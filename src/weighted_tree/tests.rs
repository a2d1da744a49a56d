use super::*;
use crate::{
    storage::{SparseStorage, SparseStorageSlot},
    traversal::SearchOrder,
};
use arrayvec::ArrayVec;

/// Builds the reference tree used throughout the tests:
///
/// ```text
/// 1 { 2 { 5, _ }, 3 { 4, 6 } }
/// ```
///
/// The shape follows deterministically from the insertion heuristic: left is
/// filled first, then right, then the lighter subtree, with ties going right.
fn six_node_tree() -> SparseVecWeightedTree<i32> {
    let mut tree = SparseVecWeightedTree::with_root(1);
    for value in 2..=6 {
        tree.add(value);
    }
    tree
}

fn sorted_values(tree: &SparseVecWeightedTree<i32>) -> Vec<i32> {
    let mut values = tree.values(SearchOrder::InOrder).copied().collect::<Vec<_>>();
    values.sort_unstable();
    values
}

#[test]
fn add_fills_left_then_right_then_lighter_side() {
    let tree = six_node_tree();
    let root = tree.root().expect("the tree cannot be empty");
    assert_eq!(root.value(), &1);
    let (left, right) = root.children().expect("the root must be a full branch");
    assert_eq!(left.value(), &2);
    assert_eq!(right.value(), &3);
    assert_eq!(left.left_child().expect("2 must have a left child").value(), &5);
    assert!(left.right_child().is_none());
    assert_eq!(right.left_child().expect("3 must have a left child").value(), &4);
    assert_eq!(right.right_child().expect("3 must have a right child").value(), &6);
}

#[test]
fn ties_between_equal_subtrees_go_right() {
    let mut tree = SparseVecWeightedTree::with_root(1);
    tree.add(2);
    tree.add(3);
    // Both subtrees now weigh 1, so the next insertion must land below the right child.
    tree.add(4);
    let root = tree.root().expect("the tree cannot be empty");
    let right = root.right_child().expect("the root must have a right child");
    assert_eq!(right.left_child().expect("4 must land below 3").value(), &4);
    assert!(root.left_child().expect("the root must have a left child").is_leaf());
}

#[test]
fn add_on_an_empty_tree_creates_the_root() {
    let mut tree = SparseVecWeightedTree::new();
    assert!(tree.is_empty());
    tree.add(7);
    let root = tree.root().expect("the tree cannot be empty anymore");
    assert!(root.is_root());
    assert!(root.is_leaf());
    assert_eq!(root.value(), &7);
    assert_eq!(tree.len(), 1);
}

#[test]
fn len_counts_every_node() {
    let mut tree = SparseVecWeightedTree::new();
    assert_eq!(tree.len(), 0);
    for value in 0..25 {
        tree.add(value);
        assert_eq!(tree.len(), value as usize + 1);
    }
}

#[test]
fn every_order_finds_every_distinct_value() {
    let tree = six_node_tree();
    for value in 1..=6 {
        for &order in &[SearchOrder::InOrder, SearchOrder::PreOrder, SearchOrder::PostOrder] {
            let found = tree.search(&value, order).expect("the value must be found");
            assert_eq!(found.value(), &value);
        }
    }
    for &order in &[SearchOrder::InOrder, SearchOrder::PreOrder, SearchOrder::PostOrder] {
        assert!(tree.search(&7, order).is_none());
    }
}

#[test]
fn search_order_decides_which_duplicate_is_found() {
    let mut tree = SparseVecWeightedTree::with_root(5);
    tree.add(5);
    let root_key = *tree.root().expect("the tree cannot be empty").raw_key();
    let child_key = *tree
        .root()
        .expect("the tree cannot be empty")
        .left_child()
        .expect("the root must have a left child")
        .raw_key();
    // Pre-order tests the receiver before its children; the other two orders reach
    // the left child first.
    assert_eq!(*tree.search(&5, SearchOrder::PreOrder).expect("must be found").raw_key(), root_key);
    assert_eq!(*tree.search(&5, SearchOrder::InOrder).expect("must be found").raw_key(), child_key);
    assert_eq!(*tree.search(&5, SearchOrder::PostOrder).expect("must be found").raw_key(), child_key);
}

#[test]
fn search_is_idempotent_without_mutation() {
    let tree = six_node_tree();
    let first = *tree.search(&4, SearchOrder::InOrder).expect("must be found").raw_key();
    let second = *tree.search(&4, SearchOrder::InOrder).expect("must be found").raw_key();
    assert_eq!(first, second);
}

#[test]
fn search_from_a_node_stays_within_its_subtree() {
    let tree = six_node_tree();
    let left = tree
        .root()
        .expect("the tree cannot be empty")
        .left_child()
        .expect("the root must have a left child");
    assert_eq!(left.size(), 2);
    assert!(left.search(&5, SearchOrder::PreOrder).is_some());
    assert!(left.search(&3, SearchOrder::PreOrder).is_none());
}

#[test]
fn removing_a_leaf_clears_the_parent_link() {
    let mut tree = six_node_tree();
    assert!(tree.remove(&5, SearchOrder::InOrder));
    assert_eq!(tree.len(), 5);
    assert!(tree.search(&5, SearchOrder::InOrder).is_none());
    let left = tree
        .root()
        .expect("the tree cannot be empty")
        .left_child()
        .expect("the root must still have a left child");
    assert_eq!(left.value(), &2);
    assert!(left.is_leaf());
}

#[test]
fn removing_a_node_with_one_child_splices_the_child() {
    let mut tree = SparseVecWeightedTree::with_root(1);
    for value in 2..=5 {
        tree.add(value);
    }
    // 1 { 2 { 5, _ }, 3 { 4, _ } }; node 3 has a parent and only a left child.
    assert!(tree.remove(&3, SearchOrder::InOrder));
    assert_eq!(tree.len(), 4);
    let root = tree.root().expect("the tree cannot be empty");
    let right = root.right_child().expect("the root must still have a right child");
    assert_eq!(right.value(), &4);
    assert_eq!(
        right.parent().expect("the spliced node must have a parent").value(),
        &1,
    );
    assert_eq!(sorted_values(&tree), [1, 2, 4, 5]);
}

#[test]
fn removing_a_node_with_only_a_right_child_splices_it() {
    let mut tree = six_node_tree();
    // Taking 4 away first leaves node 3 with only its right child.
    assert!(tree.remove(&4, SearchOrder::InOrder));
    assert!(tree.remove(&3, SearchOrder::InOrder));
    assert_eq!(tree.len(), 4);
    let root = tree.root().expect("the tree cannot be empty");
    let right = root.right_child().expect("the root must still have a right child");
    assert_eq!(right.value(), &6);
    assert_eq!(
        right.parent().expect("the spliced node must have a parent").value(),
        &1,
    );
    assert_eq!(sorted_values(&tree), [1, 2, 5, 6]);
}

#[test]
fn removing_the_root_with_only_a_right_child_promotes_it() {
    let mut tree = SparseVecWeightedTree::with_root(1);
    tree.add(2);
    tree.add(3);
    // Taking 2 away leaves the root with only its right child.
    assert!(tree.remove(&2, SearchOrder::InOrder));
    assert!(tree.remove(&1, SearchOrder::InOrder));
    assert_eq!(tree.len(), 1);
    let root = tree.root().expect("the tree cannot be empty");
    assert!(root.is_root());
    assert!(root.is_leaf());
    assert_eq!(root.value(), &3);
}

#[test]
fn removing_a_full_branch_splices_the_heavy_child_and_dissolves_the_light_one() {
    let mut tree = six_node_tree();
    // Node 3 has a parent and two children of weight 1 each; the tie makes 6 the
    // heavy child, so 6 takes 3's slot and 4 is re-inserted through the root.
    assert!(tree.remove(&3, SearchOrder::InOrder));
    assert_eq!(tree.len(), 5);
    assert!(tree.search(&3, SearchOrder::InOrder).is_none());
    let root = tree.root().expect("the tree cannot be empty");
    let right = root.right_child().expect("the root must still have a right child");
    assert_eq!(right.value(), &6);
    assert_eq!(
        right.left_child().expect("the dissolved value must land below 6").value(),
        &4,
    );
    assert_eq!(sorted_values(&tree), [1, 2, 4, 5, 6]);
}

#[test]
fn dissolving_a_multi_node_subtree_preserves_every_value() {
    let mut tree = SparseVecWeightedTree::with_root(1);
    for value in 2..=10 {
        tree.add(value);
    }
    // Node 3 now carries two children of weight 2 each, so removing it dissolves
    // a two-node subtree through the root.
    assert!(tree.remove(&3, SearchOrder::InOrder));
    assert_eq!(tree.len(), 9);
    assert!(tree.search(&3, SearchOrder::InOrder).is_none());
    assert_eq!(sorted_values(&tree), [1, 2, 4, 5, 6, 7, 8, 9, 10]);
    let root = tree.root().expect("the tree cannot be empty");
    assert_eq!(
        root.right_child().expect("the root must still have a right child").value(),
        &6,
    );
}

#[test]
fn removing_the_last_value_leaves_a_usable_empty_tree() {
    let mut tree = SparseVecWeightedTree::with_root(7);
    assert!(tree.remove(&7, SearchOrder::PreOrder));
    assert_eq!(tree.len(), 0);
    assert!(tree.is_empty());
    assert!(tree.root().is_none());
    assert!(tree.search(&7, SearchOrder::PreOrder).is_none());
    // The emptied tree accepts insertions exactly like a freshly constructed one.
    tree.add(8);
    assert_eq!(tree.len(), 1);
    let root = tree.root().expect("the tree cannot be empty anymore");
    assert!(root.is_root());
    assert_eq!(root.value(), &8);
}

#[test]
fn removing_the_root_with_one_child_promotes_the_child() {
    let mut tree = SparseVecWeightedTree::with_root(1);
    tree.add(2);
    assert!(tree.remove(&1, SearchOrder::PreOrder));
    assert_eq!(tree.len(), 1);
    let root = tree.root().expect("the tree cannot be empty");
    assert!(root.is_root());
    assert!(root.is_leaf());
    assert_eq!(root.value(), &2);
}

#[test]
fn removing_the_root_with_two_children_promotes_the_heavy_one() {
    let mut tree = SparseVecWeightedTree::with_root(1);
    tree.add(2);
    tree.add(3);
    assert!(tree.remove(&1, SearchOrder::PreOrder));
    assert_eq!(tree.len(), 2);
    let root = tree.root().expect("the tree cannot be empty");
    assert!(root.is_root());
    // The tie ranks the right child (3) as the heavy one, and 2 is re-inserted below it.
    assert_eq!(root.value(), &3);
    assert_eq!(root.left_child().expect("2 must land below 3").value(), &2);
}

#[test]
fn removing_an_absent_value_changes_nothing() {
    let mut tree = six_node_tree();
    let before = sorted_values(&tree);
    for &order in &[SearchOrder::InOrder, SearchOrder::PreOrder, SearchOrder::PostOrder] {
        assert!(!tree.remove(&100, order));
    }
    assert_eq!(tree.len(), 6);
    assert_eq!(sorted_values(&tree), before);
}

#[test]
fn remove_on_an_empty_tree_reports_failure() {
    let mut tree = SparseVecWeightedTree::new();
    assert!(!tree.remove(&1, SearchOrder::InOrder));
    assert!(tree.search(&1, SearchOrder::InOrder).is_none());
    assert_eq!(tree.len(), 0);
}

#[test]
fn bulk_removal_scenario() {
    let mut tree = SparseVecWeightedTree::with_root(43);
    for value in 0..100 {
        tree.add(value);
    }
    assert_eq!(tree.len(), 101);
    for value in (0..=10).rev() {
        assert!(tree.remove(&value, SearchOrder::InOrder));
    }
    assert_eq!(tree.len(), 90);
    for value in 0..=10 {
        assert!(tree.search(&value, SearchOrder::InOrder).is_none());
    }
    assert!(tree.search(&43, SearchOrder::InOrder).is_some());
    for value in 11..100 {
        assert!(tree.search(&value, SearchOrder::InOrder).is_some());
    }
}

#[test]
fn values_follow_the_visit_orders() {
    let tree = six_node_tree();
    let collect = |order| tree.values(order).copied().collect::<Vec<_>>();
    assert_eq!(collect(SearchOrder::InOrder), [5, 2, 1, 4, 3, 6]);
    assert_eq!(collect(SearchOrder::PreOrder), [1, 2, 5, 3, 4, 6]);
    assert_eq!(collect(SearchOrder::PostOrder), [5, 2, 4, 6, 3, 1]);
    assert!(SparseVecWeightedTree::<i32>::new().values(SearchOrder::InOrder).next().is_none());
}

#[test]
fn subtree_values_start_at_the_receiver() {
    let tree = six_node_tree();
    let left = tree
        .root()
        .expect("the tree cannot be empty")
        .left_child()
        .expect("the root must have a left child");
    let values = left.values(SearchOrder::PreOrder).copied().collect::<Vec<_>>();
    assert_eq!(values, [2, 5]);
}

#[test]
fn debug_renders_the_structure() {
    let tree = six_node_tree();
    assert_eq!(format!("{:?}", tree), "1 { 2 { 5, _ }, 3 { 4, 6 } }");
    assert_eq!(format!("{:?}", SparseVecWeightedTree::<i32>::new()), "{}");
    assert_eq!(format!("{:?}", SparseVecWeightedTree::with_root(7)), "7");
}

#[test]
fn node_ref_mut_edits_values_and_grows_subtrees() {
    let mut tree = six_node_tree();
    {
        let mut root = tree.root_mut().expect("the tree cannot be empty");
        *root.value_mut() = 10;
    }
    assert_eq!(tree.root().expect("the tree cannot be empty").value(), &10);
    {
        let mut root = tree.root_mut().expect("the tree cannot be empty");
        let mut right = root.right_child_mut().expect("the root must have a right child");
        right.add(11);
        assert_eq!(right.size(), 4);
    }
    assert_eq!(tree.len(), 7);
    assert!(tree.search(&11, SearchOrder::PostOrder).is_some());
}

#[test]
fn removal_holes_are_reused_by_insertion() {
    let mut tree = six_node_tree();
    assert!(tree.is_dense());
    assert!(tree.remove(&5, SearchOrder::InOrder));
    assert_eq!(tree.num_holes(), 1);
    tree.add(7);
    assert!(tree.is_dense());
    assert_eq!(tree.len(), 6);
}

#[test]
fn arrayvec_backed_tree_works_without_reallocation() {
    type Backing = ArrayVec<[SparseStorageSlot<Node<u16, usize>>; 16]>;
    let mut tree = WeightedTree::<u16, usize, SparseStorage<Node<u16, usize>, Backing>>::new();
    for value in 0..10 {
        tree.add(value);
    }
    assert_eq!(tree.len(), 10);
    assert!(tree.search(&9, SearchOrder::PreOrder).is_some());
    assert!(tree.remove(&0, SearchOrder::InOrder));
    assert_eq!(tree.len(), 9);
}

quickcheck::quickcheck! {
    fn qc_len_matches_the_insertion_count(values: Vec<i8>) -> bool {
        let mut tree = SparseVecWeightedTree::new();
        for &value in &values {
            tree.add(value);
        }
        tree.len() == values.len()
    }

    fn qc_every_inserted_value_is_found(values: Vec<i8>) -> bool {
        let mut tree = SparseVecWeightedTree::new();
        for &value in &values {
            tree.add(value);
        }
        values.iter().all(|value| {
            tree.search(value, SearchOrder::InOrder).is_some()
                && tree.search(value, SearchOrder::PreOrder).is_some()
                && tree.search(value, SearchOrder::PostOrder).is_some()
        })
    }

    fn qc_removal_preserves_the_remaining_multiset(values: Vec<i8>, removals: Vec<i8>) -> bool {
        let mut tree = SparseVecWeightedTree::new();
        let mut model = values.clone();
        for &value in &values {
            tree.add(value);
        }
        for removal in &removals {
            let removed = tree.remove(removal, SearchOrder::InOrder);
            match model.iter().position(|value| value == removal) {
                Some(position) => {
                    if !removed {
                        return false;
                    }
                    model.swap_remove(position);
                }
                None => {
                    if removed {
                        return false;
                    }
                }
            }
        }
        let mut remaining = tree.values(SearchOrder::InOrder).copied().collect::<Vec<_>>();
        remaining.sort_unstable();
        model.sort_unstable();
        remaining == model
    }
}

=-=-=

Exercise details: Single out each line of the records above with the string "second" in it, and copy it.

Your response:
    let second = *tree.search(&4, SearchOrder::InOrder).expect("must be found").raw_key();
    assert_eq!(first, second);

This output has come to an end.